La Iglesia Católica enseña que separar la fe y la vida diaria como si estuvieran divorciados es uno de los más graves errores de nuestra época.

La cultura debe constituir un campo privilegiado de presencia y de compromiso para la Iglesia y para cada uno de los cristianos y cristianas. Dice la Iglesia que se ha de promover una cultura social y política inspirada en el Evangelio.

Si una cultura se encierra en sí misma y rechaza cualquier cambio puede volverse estéril y encaminarse a la decadencia. La cultura debe enriquecer a la persona en todos los niveles. No obstante, cuando el laicado se compromete en el desarrollo cultural se enfrenta a varios desafíos.

En primer lugar hay que asegurar a todos y cada uno el derecho a una cultura humana y civil (derecho a escuela libre y abierta, libertad de acceso a medios de comunicación social, libertad de investigación, etcétera).
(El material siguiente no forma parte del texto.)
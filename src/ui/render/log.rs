use super::Frame;
use crate::state::State;
use crate::ui::widgets::styling;
use ratatui::{
    layout::Rect,
    text::{Line, Span},
    widgets::{Block, Borders, List, ListItem, ListState},
};

/// Render log widget according to state.
///
pub fn log(frame: &mut Frame, size: Rect, state: &State) {
    let theme = state.get_theme();
    let block = Block::default()
        .title("Log (j/k: navigate, y: copy, Esc: close)")
        .borders(Borders::ALL)
        .border_style(styling::active_block_border_style(theme));

    let items: Vec<ListItem> = state
        .get_debug_entries()
        .iter()
        .map(|entry| {
            let style = if entry.contains(" ERROR ") || entry.contains(" WARN ") {
                styling::warning_text_style(theme)
            } else {
                styling::normal_text_style(theme)
            };
            ListItem::new(Line::from(vec![Span::styled(entry.clone(), style)]))
        })
        .collect();

    let list = List::new(items)
        .style(styling::normal_text_style(theme))
        .highlight_style(styling::active_list_item_style(theme))
        .block(block);

    let mut list_state = ListState::default();
    if !state.get_debug_entries().is_empty() {
        list_state.select(Some(state.get_debug_index()));
    }
    frame.render_stateful_widget(list, size, &mut list_state);
}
El segundo desafío se refiere al contenido de la propia cultura, para lo que se necesita una correcta antropología. Ninguna cultura tiene potestad de aplastar a otra. Los derechos de las naciones son también los derechos humanos. La nación tiene un derecho fundamental a la existencia, a la propia lengua y cultura, a modelar su vida según las propias tradiciones. Todas las personas estamos unidas mediante la ley natural, con independencia de nuestro origen cultural. De esa manera se puede afirmar que existen principios comunes sobre los que trabajar las relaciones fraternas.

Sin embargo, estos preceptos naturales no son percibidos por todos con la misma claridad e inmediatez. La sociabilidad humana requiere de un sano pluralismo social que debe impregnar a cada cultura.

Insiste la Iglesia en que uno de los aspectos más negativos de la cultura actual es el desarrollo de una «cultura del descarte». No solo existe la opresión y la explotación. Cuando una persona queda excluida del sistema ya no está debajo, en la periferia o sin poder, sino que está fuera. Los excluidos y excluidas no solo sufren de explotación sino que se convierten en desechos, sobrantes. Se globaliza la indiferencia ante este drama.

La globalización no debe ser un nuevo tipo de colonialismo. Debe respetar la diversidad de las culturas. La Iglesia Católica dice que, como en Pentecostés (Hch 2, 6), la familia humana está llamada a redescubrir su unidad y a reconocer la riqueza de sus diferencias para alcanzar en Cristo «la unidad completa».